Novel mechano-acoustic technique and instrument for diagnosis of cartilage degeneration

Abstract

Fibrillation of articular surface and depletion of proteoglycans are the structural changes related to early osteoarthrosis. These changes make cartilage softer and prone to further degeneration. The aim of the present study was to combine mechanical and acoustic measurements towards quantitative arthroscopic evaluation of cartilage quality. The performance of the novel ultrasound indentation instrument was tested with elastomers and bovine articular cartilage in vitro.

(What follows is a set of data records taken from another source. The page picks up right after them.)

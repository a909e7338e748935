// mapty-tui/src/app.rs
mod actions;
mod input;
pub mod state;

pub use state::{ActiveModal, App};
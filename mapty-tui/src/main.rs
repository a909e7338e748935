// mapty-tui/src/main.rs
use anyhow::{Context, Result};
use crossterm::{
    event::{self, DisableMouseCapture, EnableMouseCapture, Event, KeyEventKind},
    execute,
    terminal::{disable_raw_mode, enable_raw_mode, EnterAlternateScreen, LeaveAlternateScreen},
};
use mapty_lib::{Environment, StandardColor};
use ratatui::{
    backend::{Backend, CrosstermBackend},
    style::Color,
    Terminal,
};
use std::{
    fs::{self, OpenOptions},
    io,
    path::PathBuf,
    sync::Mutex,
    time::Duration,
};
use tracing_subscriber::EnvFilter;

mod app; // Application state
mod map_canvas;
mod ui; // UI rendering logic

use crate::app::App;

fn main() -> Result<()> {
    let log_path = init_logging().context("Failed to set up logging")?;

    let env = Environment::initialize().context("Failed to initialize application")?;
    let accent = mapty_lib::parse_color(&env.config.theme.header_color)
        .map(accent_color)
        .unwrap_or(Color::Green);

    // Setup terminal
    enable_raw_mode()?;
    let mut stdout = io::stdout();
    execute!(stdout, EnterAlternateScreen, EnableMouseCapture)?;
    let backend = CrosstermBackend::new(stdout);
    let mut terminal = Terminal::new(backend)?;

    // Create app and run it
    let mut app = App::new(env, accent);
    app.load_map();
    let res = run_app(&mut terminal, &mut app);

    // Restore terminal
    disable_raw_mode()?;
    execute!(
        terminal.backend_mut(),
        LeaveAlternateScreen,
        DisableMouseCapture
    )?;
    terminal.show_cursor()?;

    if let Err(err) = res {
        tracing::error!(error = ?err, "Application error");
        eprintln!("Error: {err:?}");
        eprintln!("See the log at {}", log_path.display());
    }

    Ok(())
}

fn run_app<B: Backend>(terminal: &mut Terminal<B>, app: &mut App) -> Result<()> {
    loop {
        app.tick();

        terminal.draw(|f| ui::render_ui(f, app))?;

        if event::poll(Duration::from_millis(250))? {
            match event::read()? {
                // Only process key press events
                Event::Key(key) if key.kind == KeyEventKind::Press => {
                    app.handle_key_event(key)?;
                }
                Event::Mouse(mouse) => app.handle_mouse_event(mouse)?,
                _ => {}
            }
        }

        if app.should_quit {
            return Ok(());
        }
    }
}

/// Logs go to a file next to the storage database since the terminal is
/// taken by the UI.
fn init_logging() -> Result<PathBuf> {
    let log_path = mapty_lib::get_storage_path_util()?.with_file_name("mapty-tui.log");
    if let Some(dir) = log_path.parent() {
        fs::create_dir_all(dir)
            .with_context(|| format!("Failed to create log directory {dir:?}"))?;
    }
    let file = OpenOptions::new()
        .create(true)
        .append(true)
        .open(&log_path)
        .with_context(|| format!("Failed to open log file {log_path:?}"))?;

    let filter = EnvFilter::try_from_default_env()
        .unwrap_or_else(|_| EnvFilter::new("warn,mapty_tui=info,mapty_lib=info"));
    tracing_subscriber::fmt()
        .with_env_filter(filter)
        .with_writer(Mutex::new(file))
        .with_ansi(false)
        .init();
    Ok(log_path)
}

const fn accent_color(color: StandardColor) -> Color {
    match color {
        StandardColor::Black => Color::Black,
        StandardColor::Red => Color::LightRed,
        StandardColor::Green => Color::LightGreen,
        StandardColor::Yellow => Color::LightYellow,
        StandardColor::Blue => Color::LightBlue,
        StandardColor::Magenta => Color::LightMagenta,
        StandardColor::Cyan => Color::LightCyan,
        StandardColor::White => Color::White,
        StandardColor::DarkGrey => Color::DarkGray,
        StandardColor::DarkRed => Color::Red,
        StandardColor::DarkGreen => Color::Green,
        StandardColor::DarkYellow => Color::Yellow,
        StandardColor::DarkBlue => Color::Blue,
        StandardColor::DarkMagenta => Color::Magenta,
        StandardColor::DarkCyan => Color::Cyan,
        StandardColor::Grey => Color::Gray,
    }
}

The instrument was capable of measuring elastomer thickness (r = 1.000, p < 0.01, n = 8) and dynamic modulus (r = 0.994, p < 0.01, n = 13) reliably. Osteochondral plugs were tested before and after enzymatic degradation of cartilage proteoglycans by trypsin or chondroitinase ABC, and of cartilage collagens by collagenase. Trypsin and collagenase induced a mean decrease of −31.2 ± 12.3% (±SD, p < 0.05) and −22.9 ± 20.8% (p = 0.08) in dynamic modulus, respectively. Rate of cartilage deformation, i.e. creep rate, increased by +117.8 ± 71.4% (p < 0.05) and +24.7 ± 35.1% (p = 0.17) in trypsin and chondroitinase ABC treatments, respectively. Collagenase induced a greater decrease in the ultrasound reflection from the cartilage surface (−54.2 ± 29.6%, p < 0.05) than trypsin (−17.1 ± 13.5%, p = 0.08). In conclusion, combined quantitation of tissue modulus, viscoelasticity and ultrasound reflection from the cartilage surface provides a sensitive method to distinguish between normal and degenerated cartilage, and even to discern proteoglycan loss and collagen degradation from each other.